«Санкт-Петербургские ведомости» дали на своих страницах очень интересную характеристику позиции, занятой Францией в первые дни конфликта: «Подобный резкий тон, подобное забвение простых дипломатических приличий, не позволяющих грозить противнику войной с первого же слова, прежде даже, чем он успел раскрыть рот, чтобы высказать свое мнение – все это доказывает только еще лишний раз, как глубоко оскорблено мелочное самолюбие французских шовинистов успехами, одержанными Пруссией <…> как жадно эти шовинисты выискивают каждый случай, чтоб или унизить ненавистную им Пруссию, принудив ее к отступлению, или же сцепиться с ней»; «болезненно-раздраженное и ложно-направленное чувство национального самолюбия известной части французского общества» стало угрожать «серьезной опасностью европейскому миру»[2277]
.Эти характерные вызовы разве не свидетельствовали о том, что политическое руководство Франции было заинтересовано не меньше, если не больше Пруссии в начале войны? Указание Бисмарка на то, что за 14 дней Эмского напряжения единственным официальным обращением Франции к МИД Северогерманского союза стала декларация об объявлении войны, лишний раз свидетельствует в пользу этого[2278]

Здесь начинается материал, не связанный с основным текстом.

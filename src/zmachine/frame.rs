//! ZMachine [stack frame](https://inform-fiction.org/zmachine/standards/z1point1/sect06.html#five)
use crate::instruction::StoreResult;
use crate::{error::*, fatal_error};

#[derive(Clone, Debug, PartialEq, Eq)]
/// Stack frame
pub struct Frame {
    /// Address of the routine this frame is executing
    address: usize,
    /// Local variable storage
    local_variables: Vec<u16>,
    /// Number of arguments to the routine
    argument_count: u8,
    /// Evaluation stack
    stack: Vec<u16>,
    /// [Option] with the [StoreResult] location for this frame or [None]
    result: Option<StoreResult>,
    /// The address to return to when this frame returns
    return_address: usize,
}

impl Frame {
    /// Constructor
    ///
    /// # Arguments
    /// * `address` - address of the routine header this frame will execute
    /// * `local_variables` - local variable storage
    /// * `argument_count` - number of arguments passed to the routine
    /// * `result` - [Option] with [StoreResult] location or [None]
    /// * `return_address` - Address to resume execution at when frame returns
    pub fn new(
        address: usize,
        local_variables: &[u16],
        argument_count: u8,
        result: Option<StoreResult>,
        return_address: usize,
    ) -> Frame {
        Frame {
            address,
            local_variables: local_variables.to_vec(),
            argument_count,
            stack: Vec::new(),
            result,
            return_address,
        }
    }

    pub fn address(&self) -> usize {
        self.address
    }

    /// Get a reference to local variable storage
    ///
    /// # Returns
    /// Reference to local variable storage
    pub fn local_variables(&self) -> &[u16] {
        &self.local_variables
    }

    /// Get the number of arguments passed to the frame's routine
    ///
    /// # Returns
    /// The count of arguments passed to the frame's routine
    pub fn argument_count(&self) -> u8 {
        self.argument_count
    }

    /// Get a reference to the stack
    ///
    /// # Returns
    /// Reference to the stack
    pub fn stack(&self) -> &[u16] {
        &self.stack
    }

    /// Pops the value from the top of the stack
    ///
    /// # Returns
    /// [Result] containing the value from the top of the stack or [RuntimeError]
    pub fn pop(&mut self) -> Result<u16, RuntimeError> {
        if let Some(v) = self.stack.pop() {
            debug!(target: "app::state", "Pop {:04x} [{}]", v, self.stack.len());
            Ok(v)
        } else {
            fatal_error!(ErrorCode::StackUnderflow, "Popped an empty stack")
        }
    }

    /// Peeks at the value on the top of the stack without removing it
    ///
    /// # Returns
    /// [Result] containing the value from the top of the stack or [RuntimeError]
    pub fn peek(&self) -> Result<u16, RuntimeError> {
        if let Some(v) = self.stack.last() {
            Ok(*v)
        } else {
            fatal_error!(ErrorCode::StackUnderflow, "Peeked an empty stack")
        }
    }

    /// Pushes a value onto the stack
    ///
    /// # Arguments
    /// * `value` - Value to push
    pub fn push(&mut self, value: u16) {
        self.stack.push(value);
        debug!(target: "app::state", "Push {:04x} [{}]", value, self.stack.len());
    }

    /// Gets the store location for the routine
    ///
    /// # Returns
    /// [Option] with a reference to the [StoreResult] or [None]
    pub fn result(&self) -> Option<&StoreResult> {
        self.result.as_ref()
    }

    /// Gets the return address for the routine
    ///
    /// # Returns
    /// Address to resume execution at when the routine returns
    pub fn return_address(&self) -> usize {
        self.return_address
    }

    /// Gets the value of a local variable.
    ///
    /// If local variable 0 is read, the value is popped from the stack.
    ///
    /// # Arguments
    /// * `variable` - Local variable number, which should be 0 (stack) or from 1 to the number of local variables
    ///
    /// # Returns
    /// [Result] with the local variable value or a [RuntimeError]
    pub fn local_variable(&mut self, variable: u8) -> Result<u16, RuntimeError> {
        if variable == 0 {
            self.pop()
        } else if variable as usize <= self.local_variables.len() {
            Ok(self.local_variables[variable as usize - 1])
        } else {
            fatal_error!(
                ErrorCode::InvalidLocalVariable,
                "Read from invalid local variable {} out of range: {}",
                variable,
                self.local_variables.len()
            )
        }
    }

    /// Peeks at a local variable without removing any values from the stack.
    ///
    /// If local variable 0 is read, the value is peeked from the stack.
    ///
    /// # Arguments
    /// * `variable` - Local variable number, which should be 0 (stack) or from 1 to the number of local variables
    pub fn peek_local_variable(&self, variable: u8) -> Result<u16, RuntimeError> {
        if variable == 0 {
            self.peek()
        } else if variable as usize <= self.local_variables.len() {
            Ok(self.local_variables[variable as usize - 1])
        } else {
            fatal_error!(
                ErrorCode::InvalidLocalVariable,
                "Peek from local variable {} out of range: {}",
                variable,
                self.local_variables.len()
            )
        }
    }

    /// Set a local variable
    ///
    /// If local variable 0 is set, the value is pushed onto the stack
    ///
    /// # Arguments
    /// * `variable` - Local variable number, which should be 0 (stack) or from 1 to the number of local variables
    /// * `value` - Value to set
    ///
    /// # Returns
    /// Empty [Result] or a [RuntimeError]
    pub fn set_local_variable(&mut self, variable: u8, value: u16) -> Result<(), RuntimeError> {
        if variable == 0 {
            self.push(value);
            Ok(())
        } else if variable as usize <= self.local_variables.len() {
            debug!(target: "app::state", "Set L{:02x} to {:04x}", variable - 1, value);
            self.local_variables[variable as usize - 1] = value;
            Ok(())
        } else {
            fatal_error!(
                ErrorCode::InvalidLocalVariable,
                "Write to local variable {} out of range: {}",
                variable,
                self.local_variables.len()
            )
        }
    }

    /// Set a local variable indirectly.
    ///
    /// If local variable 0 is set, the value will replace the value currently at the top of the stack.
    ///
    /// # Arguments
    /// * `variable` - Local variable number, which should be 0 (stack) or from 1 to the number of local variables
    /// * `value` - Value to set
    ///
    /// # Returns
    /// Empty [Result] or a [RuntimeError]
    pub fn set_local_variable_indirect(
        &mut self,
        variable: u8,
        value: u16,
    ) -> Result<(), RuntimeError> {
        if variable == 0 {
            self.pop()?;
            self.push(value);
            Ok(())
        } else {
            self.set_local_variable(variable, value)
        }
    }

    /// Create a new frame for a routine call
    ///
    /// # Arguments
    /// * `address` - Address of the routine header
    /// * `arguments` - Arguments to the routine call
    /// * `local_variables` - Local variable storage pre-loaded with default local variable values
    /// * `result` - [Option] with [StoreResult] location or [None]
    /// * `return_address` - Address to resume execution when the routine returns
    pub fn call_routine(
        address: usize,
        arguments: &[u16],
        local_variables: Vec<u16>,
        result: Option<StoreResult>,
        return_address: usize,
    ) -> Frame {
        let mut lv = local_variables;

        for (i, a) in arguments.iter().enumerate() {
            if lv.len() > i {
                lv[i] = *a
            }
        }

        Frame::new(
            address,
            &lv,
            arguments.len() as u8,
            result,
            return_address,
        )
    }
}

#[cfg(test)]
mod tests {
    use crate::{assert_ok, assert_ok_eq, assert_some_eq};

    use super::*;

    #[test]
    fn test_new() {
        let frame = Frame::new(
            0x1234,
            &[0x1111, 0x2222],
            1,
            Some(StoreResult::new(0x1233, 0x80)),
            0x5678,
        );
        assert_eq!(frame.address(), 0x1234);
        assert_eq!(frame.local_variables(), &[0x1111, 0x2222]);
        assert_eq!(frame.argument_count(), 1);
        assert!(frame.stack().is_empty());
        assert_some_eq!(frame.result(), &StoreResult::new(0x1233, 0x80));
        assert_eq!(frame.return_address(), 0x5678);
    }

    #[test]
    fn test_stack() {
        let mut frame = Frame::new(0x1234, &[], 0, None, 0);
        assert!(frame.pop().is_err());
        assert!(frame.peek().is_err());
        frame.push(0x1111);
        frame.push(0x2222);
        assert_ok_eq!(frame.peek(), 0x2222);
        assert_ok_eq!(frame.pop(), 0x2222);
        assert_ok_eq!(frame.pop(), 0x1111);
        let e = frame.pop().unwrap_err();
        assert_eq!(e.code(), ErrorCode::StackUnderflow);
    }

    #[test]
    fn test_local_variable() {
        let mut frame = Frame::new(0x1234, &[0x1111, 0x2222, 0x3333], 0, None, 0);
        frame.push(0x9999);
        assert_ok_eq!(frame.local_variable(2), 0x2222);
        assert_ok_eq!(frame.peek_local_variable(3), 0x3333);
        assert_ok_eq!(frame.peek_local_variable(0), 0x9999);
        assert_ok_eq!(frame.local_variable(0), 0x9999);
        assert!(frame.local_variable(0).is_err());
        assert!(frame.local_variable(4).is_err());
        assert!(frame.peek_local_variable(4).is_err());
    }

    #[test]
    fn test_set_local_variable() {
        let mut frame = Frame::new(0x1234, &[0x1111, 0x2222, 0x3333], 0, None, 0);
        assert_ok!(frame.set_local_variable(1, 0x4444));
        assert_eq!(frame.local_variables(), &[0x4444, 0x2222, 0x3333]);
        assert_ok!(frame.set_local_variable(0, 0x5555));
        assert_eq!(frame.stack(), &[0x5555]);
        assert!(frame.set_local_variable(4, 0x6666).is_err());
    }

    #[test]
    fn test_set_local_variable_indirect() {
        let mut frame = Frame::new(0x1234, &[0x1111], 0, None, 0);
        assert!(frame.set_local_variable_indirect(0, 0x1234).is_err());
        frame.push(0x1111);
        frame.push(0x2222);
        assert_ok!(frame.set_local_variable_indirect(0, 0x3333));
        assert_eq!(frame.stack(), &[0x1111, 0x3333]);
        assert_ok!(frame.set_local_variable_indirect(1, 0x4444));
        assert_eq!(frame.local_variables(), &[0x4444]);
    }

    #[test]
    fn test_call_routine() {
        let frame = Frame::call_routine(
            0x1234,
            &[0x1111, 0x2222],
            vec![0, 0, 0x9999],
            None,
            0x5678,
        );
        assert_eq!(frame.local_variables(), &[0x1111, 0x2222, 0x9999]);
        assert_eq!(frame.argument_count(), 2);
        assert!(frame.result().is_none());
    }

    #[test]
    fn test_call_routine_extra_arguments() {
        let frame = Frame::call_routine(0x1234, &[0x1111, 0x2222], vec![0], None, 0x5678);
        assert_eq!(frame.local_variables(), &[0x1111]);
        assert_eq!(frame.argument_count(), 2);
    }
}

. Яркую оценку французской политике накануне войны с Германией дал Д. А. Милютин в своих мемуарах: «Во Франции давно уже замечались симптомы постепенного упадка того обаяния, которое довольно долго внушала Вторая империя. Способствовали тому как постоянная фальшь и изворотливость во внутреннем управлении государства <…> так и неудачи во внешней политике»[2279].Внешнеполитическое положение Франции заметно ослабло также и вследствие того, что Наполеон III пошел по пути укрепления отношений с Австрией, в который раз отказав Петербургу в переговорах по восточному вопросу. «Московские ведомости» еще во время войны задавали Франции риторический вопрос: «Не лучше ли, не проще было бы разорвать Парижский трактат, чистосердечно подать руку России и отказаться от той грубой, бессмысленной и самоубийственной системы действий на Востоке, которая навязана Франции ее же врагами?»[2280]
На этот вопрос однозначно отвечали «Санкт-Петербургские ведомости»: «Союз с Францией, проповедуемый нашими националами при рукоплесканиях толпы, никогда не развязал бы нам руки на Востоке»[2281].В то же самое время Бисмарк проявил к этому вопросу повышенный интерес и, в отличие от Парижа, дал согласие Берлина на удовлетворение российских интересов в Черном море. В повестку дня европейских международных отношений вносился, таким образом, не весь спектр проблем, связанных с восточным вопросом, что могло окончательно взорвать всю Европу, но лишь узкий круг задач, имевших отношение к отмене ограничительных статей Парижского мирного договора 1856 г. Оказывая Петербургу в этом максимальную поддержку, Берлин получал важнейшую выгоду. С начала ноября 1870 г. и вплоть до первых месяцев 1871 г. восстановление позиций России в Черном море стало основной темой в переписке Горчакова с российскими дипломатическими представителями за рубежом. Исход франко-германского противостояния, отступившего для Петербурга на второй план, рассматривался в российской столице через призму восточного вопроса, а проблема создания Лиги нейтральных государств совершенно потеряла свою актуальность, что было так необходимо северогерманскому канцлеру.
Поддержка Бисмарком России в ее черноморских делах содействовала еще большему укреплению германо-российских отношений. Выбор между реальными гарантиями со стороны Берлина и эскалацией восточного кризиса, подогреваемого австро-французскими прожектами, был для Александра II очевидным. Донесения Ройса свидетельствовали о том, что российский император сохранил верность непопулярной в российском общественном мнении линии международного сотрудничества с Пруссией. Уже после окончания войны и начала работы конференции в Лондоне Горчаков обсуждал с Ройсом позицию, занятую Россией по отношению к Северогерманскому союзу. Он подчеркивал: «Теперь России следовало бы понять, где ей нужно было искать своего настоящего друга»[2282]
. Принимая 25 апреля 1871 г. от Ройса верительную грамоту, в соответствии с которой хорошо известный в Петербурге дипломат становился послом Германской империи в Российской империи, Александр II «выразил надежду, что Германская империя останется в самых лучших отношениях с соседствующей с ней Российской империей навсегда»[2283].